Stored data entries ▸
^^^^^^^^^^^^^^^^

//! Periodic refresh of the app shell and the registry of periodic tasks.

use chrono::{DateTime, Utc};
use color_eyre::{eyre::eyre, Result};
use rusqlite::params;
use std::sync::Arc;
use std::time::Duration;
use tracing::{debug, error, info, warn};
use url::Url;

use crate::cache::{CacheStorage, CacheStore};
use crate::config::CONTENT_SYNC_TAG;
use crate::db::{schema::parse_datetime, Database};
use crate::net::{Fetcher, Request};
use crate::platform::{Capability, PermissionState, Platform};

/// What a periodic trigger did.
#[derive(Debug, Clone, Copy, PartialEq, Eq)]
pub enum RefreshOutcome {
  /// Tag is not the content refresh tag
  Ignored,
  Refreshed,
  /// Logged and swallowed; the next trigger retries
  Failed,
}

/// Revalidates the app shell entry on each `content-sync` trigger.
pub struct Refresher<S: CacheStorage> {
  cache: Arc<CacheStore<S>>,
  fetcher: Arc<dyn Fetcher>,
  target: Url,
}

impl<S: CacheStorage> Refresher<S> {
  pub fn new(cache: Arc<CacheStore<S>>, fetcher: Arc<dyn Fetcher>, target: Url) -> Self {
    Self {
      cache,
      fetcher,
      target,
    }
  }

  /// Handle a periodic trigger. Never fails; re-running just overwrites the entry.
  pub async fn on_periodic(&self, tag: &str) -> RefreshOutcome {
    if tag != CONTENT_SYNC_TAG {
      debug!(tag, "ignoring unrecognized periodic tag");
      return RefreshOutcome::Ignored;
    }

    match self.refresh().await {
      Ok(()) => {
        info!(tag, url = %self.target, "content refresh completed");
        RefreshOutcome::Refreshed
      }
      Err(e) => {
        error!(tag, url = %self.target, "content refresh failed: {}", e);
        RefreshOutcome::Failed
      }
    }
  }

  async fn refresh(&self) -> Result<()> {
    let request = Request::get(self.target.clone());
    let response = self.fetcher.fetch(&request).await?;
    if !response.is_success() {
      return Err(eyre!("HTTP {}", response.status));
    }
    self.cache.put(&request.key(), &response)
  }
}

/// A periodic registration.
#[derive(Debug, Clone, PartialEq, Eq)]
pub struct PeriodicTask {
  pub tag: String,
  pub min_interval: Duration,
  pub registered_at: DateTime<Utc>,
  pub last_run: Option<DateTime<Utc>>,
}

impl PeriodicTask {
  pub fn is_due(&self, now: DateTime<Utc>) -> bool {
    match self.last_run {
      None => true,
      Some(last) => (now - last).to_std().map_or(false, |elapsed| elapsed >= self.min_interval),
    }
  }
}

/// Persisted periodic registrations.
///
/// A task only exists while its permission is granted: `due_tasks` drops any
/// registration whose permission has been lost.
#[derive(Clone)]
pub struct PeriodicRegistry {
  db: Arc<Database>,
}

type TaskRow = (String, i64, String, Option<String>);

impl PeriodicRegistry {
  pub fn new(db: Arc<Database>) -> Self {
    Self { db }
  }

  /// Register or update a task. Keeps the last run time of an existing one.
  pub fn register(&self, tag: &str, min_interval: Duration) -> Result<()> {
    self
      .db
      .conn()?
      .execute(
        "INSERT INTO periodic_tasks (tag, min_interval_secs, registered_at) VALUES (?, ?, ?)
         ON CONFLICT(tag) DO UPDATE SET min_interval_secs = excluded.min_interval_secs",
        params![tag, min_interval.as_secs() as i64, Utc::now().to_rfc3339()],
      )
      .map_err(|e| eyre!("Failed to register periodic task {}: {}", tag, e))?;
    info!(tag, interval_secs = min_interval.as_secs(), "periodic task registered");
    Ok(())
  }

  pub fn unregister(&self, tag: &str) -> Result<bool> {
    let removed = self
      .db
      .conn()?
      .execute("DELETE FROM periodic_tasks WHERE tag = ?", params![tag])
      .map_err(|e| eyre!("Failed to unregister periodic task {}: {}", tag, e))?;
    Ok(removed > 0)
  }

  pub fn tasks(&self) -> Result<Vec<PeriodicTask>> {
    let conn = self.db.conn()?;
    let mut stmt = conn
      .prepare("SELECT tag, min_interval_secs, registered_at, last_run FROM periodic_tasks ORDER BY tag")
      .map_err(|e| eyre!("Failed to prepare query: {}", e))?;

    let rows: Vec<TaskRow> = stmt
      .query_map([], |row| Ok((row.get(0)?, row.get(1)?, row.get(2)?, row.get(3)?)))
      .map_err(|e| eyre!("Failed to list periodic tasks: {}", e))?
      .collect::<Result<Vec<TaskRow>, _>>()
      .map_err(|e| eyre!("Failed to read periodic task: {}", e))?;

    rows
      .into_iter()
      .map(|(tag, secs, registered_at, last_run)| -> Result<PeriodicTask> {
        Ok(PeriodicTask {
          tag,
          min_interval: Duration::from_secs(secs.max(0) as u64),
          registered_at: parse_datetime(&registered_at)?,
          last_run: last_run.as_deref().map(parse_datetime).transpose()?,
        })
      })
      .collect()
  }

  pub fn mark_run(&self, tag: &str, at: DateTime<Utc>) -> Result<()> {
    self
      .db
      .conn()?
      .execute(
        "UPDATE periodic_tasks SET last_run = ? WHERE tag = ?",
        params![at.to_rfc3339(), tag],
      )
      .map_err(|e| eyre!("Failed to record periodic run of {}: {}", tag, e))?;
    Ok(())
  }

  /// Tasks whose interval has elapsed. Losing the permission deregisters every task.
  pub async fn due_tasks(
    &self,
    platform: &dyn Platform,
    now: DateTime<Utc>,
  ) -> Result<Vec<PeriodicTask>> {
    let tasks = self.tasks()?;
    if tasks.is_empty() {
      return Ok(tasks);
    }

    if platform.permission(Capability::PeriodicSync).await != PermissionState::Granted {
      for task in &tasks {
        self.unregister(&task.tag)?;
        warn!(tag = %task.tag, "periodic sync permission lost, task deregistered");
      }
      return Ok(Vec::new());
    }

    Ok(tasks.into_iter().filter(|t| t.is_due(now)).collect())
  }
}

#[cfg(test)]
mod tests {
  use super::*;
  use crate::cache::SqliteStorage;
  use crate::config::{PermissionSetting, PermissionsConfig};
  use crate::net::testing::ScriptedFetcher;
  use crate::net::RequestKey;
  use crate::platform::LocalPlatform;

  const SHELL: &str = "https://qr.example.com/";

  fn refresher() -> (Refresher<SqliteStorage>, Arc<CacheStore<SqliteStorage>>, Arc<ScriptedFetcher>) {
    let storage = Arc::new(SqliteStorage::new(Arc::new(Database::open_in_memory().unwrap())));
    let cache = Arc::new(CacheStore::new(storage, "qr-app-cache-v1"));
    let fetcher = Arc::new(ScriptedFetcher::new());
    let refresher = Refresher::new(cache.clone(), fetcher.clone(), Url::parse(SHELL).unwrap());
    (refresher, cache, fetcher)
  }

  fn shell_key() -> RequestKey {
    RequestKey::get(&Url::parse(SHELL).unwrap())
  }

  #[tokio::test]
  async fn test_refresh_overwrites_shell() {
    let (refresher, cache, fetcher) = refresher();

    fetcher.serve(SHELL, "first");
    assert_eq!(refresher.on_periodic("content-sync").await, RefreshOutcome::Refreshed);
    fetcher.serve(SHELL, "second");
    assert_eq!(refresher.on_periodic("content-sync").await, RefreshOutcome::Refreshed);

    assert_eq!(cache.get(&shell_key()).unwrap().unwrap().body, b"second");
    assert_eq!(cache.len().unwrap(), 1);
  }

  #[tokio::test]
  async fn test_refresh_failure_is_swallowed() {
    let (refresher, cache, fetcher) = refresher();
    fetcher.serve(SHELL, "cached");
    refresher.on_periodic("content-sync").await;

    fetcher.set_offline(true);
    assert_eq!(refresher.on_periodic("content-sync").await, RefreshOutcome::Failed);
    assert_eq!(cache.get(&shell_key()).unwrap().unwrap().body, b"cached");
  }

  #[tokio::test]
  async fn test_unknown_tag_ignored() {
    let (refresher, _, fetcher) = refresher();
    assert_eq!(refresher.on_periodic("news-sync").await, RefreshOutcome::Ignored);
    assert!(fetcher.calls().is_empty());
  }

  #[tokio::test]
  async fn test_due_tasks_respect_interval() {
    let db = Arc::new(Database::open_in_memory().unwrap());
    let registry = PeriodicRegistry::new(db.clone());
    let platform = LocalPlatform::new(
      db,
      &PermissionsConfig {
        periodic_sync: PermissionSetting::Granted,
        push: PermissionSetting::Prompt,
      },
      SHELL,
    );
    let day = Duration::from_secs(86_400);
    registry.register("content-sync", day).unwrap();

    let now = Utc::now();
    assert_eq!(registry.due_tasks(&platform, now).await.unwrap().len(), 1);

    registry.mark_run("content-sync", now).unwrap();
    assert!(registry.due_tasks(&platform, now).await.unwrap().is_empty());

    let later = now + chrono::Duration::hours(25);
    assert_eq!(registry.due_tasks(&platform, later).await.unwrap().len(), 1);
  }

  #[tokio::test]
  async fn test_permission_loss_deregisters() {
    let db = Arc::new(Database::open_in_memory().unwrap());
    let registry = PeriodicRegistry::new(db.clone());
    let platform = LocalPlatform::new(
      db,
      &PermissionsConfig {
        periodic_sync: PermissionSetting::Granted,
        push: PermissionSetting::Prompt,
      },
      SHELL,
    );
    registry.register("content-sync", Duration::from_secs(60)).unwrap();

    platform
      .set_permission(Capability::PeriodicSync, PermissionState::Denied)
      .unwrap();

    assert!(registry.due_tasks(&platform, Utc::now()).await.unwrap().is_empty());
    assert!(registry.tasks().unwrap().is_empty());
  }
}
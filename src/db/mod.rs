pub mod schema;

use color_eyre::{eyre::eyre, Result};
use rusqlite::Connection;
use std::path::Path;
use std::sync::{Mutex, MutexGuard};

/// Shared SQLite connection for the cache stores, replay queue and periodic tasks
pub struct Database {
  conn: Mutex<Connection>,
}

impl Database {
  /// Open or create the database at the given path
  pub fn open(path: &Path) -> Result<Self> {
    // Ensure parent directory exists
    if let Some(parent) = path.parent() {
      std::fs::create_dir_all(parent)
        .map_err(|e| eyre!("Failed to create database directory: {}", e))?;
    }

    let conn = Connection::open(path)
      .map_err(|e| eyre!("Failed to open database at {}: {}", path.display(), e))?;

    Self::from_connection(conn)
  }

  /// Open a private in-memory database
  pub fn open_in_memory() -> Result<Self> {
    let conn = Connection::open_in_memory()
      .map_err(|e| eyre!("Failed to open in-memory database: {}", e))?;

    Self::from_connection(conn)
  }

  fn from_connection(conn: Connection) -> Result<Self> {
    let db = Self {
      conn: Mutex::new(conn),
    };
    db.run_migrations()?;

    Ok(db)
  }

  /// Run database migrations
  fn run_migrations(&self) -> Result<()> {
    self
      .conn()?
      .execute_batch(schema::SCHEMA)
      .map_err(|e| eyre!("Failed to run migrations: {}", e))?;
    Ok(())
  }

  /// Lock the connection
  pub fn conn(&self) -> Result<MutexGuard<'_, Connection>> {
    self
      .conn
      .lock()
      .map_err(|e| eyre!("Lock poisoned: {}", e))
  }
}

^^^^^^^^^^^^^^^^

TRY IT ▸ Filter the data above by the word "body" and copy every line that matches.

FINISHED TASK ▸
    assert_eq!(cache.get(&shell_key()).unwrap().unwrap().body, b"second");
    assert_eq!(cache.get(&shell_key()).unwrap().unwrap().body, b"cached");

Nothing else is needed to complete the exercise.